Restoration of the building occurred in 1985 as a Jubilee 150 project by Danvers Architects, consultant architect to the South Australian Department of Housing and Construction. The $1.5 million project was jointly funded by the government and the community.[citation needed]
In honour of a substantial bequest from John Andrew Tennant Mortlock,[18] the Libraries Board of South Australia resolved that a percentage of the South Australiana Collections would be housed in the wing and named the Mortlock Library of South Australiana in 1986.
After the State Library underwent a substantial redevelopment, commencing in 2001 and reaching completion in 2004, the main chamber of the Mortlock Wing became an exhibition space providing a glimpse into the history and culture of South Australia.
In August 2014 the Mortlock Wing featured in a list of the top 20 most beautiful libraries of the world, compiled by the U.S. magazine Travel + Leisure.[19][20]
The general reference and research material in the State Library was named the Bray Reference Library in 1987 after former SA Chief Justice, Dr John Jefferson Bray, who served on the Libraries Board of South Australia from 1944 to 1987.

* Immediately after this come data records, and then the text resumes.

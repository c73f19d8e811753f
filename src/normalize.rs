use std::sync::LazyLock;
use std::time::{SystemTime, UNIX_EPOCH};

use chrono::{DateTime, NaiveDateTime, Utc};
use regex::Regex;
use serde_json::Value;

use crate::model::{AirportSuggestion, Destination, Offer, Segment};

static ISO_DURATION: LazyLock<Regex> = LazyLock::new(|| {
    Regex::new(r"^PT(?:(\d+)H)?(?:(\d+)M)?$").expect("valid duration pattern")
});

const DEFAULT_CABIN: &str = "ECONOMY";
const DEFAULT_CURRENCY: &str = "USD";

/// Airport lookups shorter than this return nothing.
pub const MIN_AIRPORT_QUERY_LEN: usize = 2;

fn get<'a>(val: &'a Value, key: &str) -> Option<&'a Value> {
    val.get(key).filter(|v| !v.is_null())
}

fn get_str(val: &Value, key: &str) -> Option<String> {
    match get(val, key)? {
        Value::String(s) if !s.is_empty() => Some(s.clone()),
        Value::Number(n) => Some(n.to_string()),
        _ => None,
    }
}

fn get_array<'a>(val: &'a Value, key: &str) -> &'a [Value] {
    get(val, key)
        .and_then(Value::as_array)
        .map(Vec::as_slice)
        .unwrap_or_default()
}

pub fn parse_duration_minutes(iso: Option<&str>) -> u32 {
    let Some(caps) = iso.and_then(|s| ISO_DURATION.captures(s)) else {
        return 0;
    };
    let part = |idx: usize| -> u32 {
        caps.get(idx)
            .and_then(|m| m.as_str().parse::<u32>().ok())
            .unwrap_or(0)
    };
    part(1).saturating_mul(60).saturating_add(part(2))
}

pub fn parse_timestamp(raw: &str) -> Option<DateTime<Utc>> {
    if let Ok(dt) = DateTime::parse_from_rfc3339(raw) {
        return Some(dt.with_timezone(&Utc));
    }
    [
        "%Y-%m-%dT%H:%M:%S%.f",
        "%Y-%m-%dT%H:%M",
        "%Y-%m-%d %H:%M:%S%.f",
        "%Y-%m-%d %H:%M",
    ]
    .iter()
    .find_map(|fmt| NaiveDateTime::parse_from_str(raw, fmt).ok())
    .map(|naive| naive.and_utc())
}

/// Numeric or numeric-string amount; anything else, negative or non-finite is 0.
fn parse_amount(val: Option<&Value>) -> f64 {
    let amount = match val {
        Some(Value::Number(n)) => n.as_f64().unwrap_or(0.0),
        Some(Value::String(s)) => s.trim().parse::<f64>().unwrap_or(0.0),
        _ => 0.0,
    };
    if amount.is_finite() && amount > 0.0 {
        amount
    } else {
        0.0
    }
}

fn parse_price(price: Option<&Value>) -> f64 {
    parse_amount(price.and_then(|p| get(p, "grandTotal").or_else(|| get(p, "total"))))
}

fn parse_cabin(item: &Value) -> String {
    get_array(item, "travelerPricings")
        .first()
        .and_then(|tp| get_array(tp, "fareDetailsBySegment").first())
        .and_then(|fd| get_str(fd, "cabin"))
        .unwrap_or_else(|| DEFAULT_CABIN.to_string())
}

fn to_base36(mut n: u64) -> String {
    const DIGITS: &[u8; 36] = b"0123456789abcdefghijklmnopqrstuvwxyz";
    if n == 0 {
        return "0".to_string();
    }
    let mut out = Vec::new();
    while n > 0 {
        out.push(DIGITS[(n % 36) as usize]);
        n /= 36;
    }
    out.reverse();
    String::from_utf8(out).unwrap_or_default()
}

pub fn generate_offer_id() -> String {
    let millis = SystemTime::now()
        .duration_since(UNIX_EPOCH)
        .map(|d| d.as_millis() as u64)
        .unwrap_or_default();
    format!(
        "{}{}",
        to_base36(rand::random::<u64>() >> 16),
        to_base36(millis)
    )
}

fn parse_segment(seg: &Value, duration_minutes: u32) -> Option<Segment> {
    let departure = get(seg, "departure");
    let arrival = get(seg, "arrival");

    let departure_at = departure
        .and_then(|d| get_str(d, "at"))
        .and_then(|s| parse_timestamp(&s))?;
    let arrival_at = arrival
        .and_then(|a| get_str(a, "at"))
        .and_then(|s| parse_timestamp(&s))?;
    let carrier = get_str(seg, "carrierCode")?;

    Some(Segment {
        from: departure
            .and_then(|d| get_str(d, "iataCode"))
            .unwrap_or_default(),
        to: arrival.and_then(|a| get_str(a, "iataCode")).unwrap_or_default(),
        departure_at,
        arrival_at,
        carrier,
        flight_number: get_str(seg, "number"),
        duration_minutes,
    })
}

fn normalize_offer(item: &Value) -> Offer {
    let mut segments = Vec::new();
    let mut total_duration_minutes: u32 = 0;
    let mut stops: u32 = 0;

    for itinerary in get_array(item, "itineraries") {
        let mut kept: u32 = 0;
        for seg in get_array(itinerary, "segments") {
            let duration = parse_duration_minutes(get(seg, "duration").and_then(Value::as_str));
            total_duration_minutes = total_duration_minutes.saturating_add(duration);
            if let Some(segment) = parse_segment(seg, duration) {
                segments.push(segment);
                kept += 1;
            }
        }
        stops = stops.max(kept.saturating_sub(1));
    }
    segments.sort_by_key(|s| s.departure_at);

    let mut airlines: Vec<String> = Vec::new();
    for seg in &segments {
        if !airlines.contains(&seg.carrier) {
            airlines.push(seg.carrier.clone());
        }
    }

    let price = get(item, "price");

    Offer {
        id: get_str(item, "id").unwrap_or_else(generate_offer_id),
        price: parse_price(price),
        currency: price
            .and_then(|p| get_str(p, "currency"))
            .unwrap_or_else(|| DEFAULT_CURRENCY.to_string()),
        segments,
        total_duration_minutes,
        stops,
        cabin: parse_cabin(item),
        airlines,
        deep_link: None,
    }
}

/// Converts a raw flight-offers response body into canonical offers, one per
/// input offer and in input order. A body whose `data` field is not an array
/// yields no offers.
pub fn normalize_offers(body: &Value) -> Vec<Offer> {
    let Some(data) = body.get("data").and_then(Value::as_array) else {
        tracing::debug!("provider payload has no data array");
        return Vec::new();
    };
    data.iter().map(normalize_offer).collect()
}

fn data_array(body: &Value) -> &[Value] {
    body.get("data")
        .and_then(Value::as_array)
        .map(Vec::as_slice)
        .unwrap_or_default()
}

fn normalize_destination(item: &Value) -> Destination {
    let price = get(item, "price");
    // inspiration prices come either as a block with `total` or as a bare amount
    let amount = match price {
        Some(Value::Object(_)) => price.and_then(|p| get(p, "total")),
        other => other,
    };

    Destination {
        destination: get_str(item, "destination"),
        departure_date: get_str(item, "departureDate"),
        return_date: get_str(item, "returnDate"),
        price: parse_amount(amount),
        currency: price
            .and_then(|p| get_str(p, "currency"))
            .unwrap_or_else(|| DEFAULT_CURRENCY.to_string()),
    }
}

/// Cheapest-destination ("anywhere") results, one per input row and in input
/// order. A body whose `data` field is not an array yields nothing.
pub fn normalize_destinations(body: &Value) -> Vec<Destination> {
    data_array(body).iter().map(normalize_destination).collect()
}

pub fn is_airport_query(query: &str) -> bool {
    query.trim().chars().count() >= MIN_AIRPORT_QUERY_LEN
}

fn normalize_airport(item: &Value) -> AirportSuggestion {
    let address = get(item, "address");
    AirportSuggestion {
        id: get_str(item, "id"),
        iata: get_str(item, "iataCode"),
        name: get_str(item, "name").or_else(|| get_str(item, "detailedName")),
        city: address.and_then(|a| get_str(a, "cityName")),
        country: address.and_then(|a| get_str(a, "countryCode")),
        kind: get_str(item, "subType"),
    }
}

/// Location-lookup results for `query`. Too short a query yields nothing, as
/// does a body whose `data` field is not an array.
pub fn normalize_airports(query: &str, body: &Value) -> Vec<AirportSuggestion> {
    if !is_airport_query(query) {
        return Vec::new();
    }
    data_array(body).iter().map(normalize_airport).collect()
}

The State Library has a national responsibility to collect, preserve and give access to historical and contemporary South Australian information. The South Australiana collections document South Australia from pre-white settlement to the present day, and the Northern Territory to 1911. The South Australiana collection is one of the most comprehensive in the world due to legal deposit requirements for published material, and through donations of unpublished material. A well known donation is the Bradman Collection of cricketing memorabilia.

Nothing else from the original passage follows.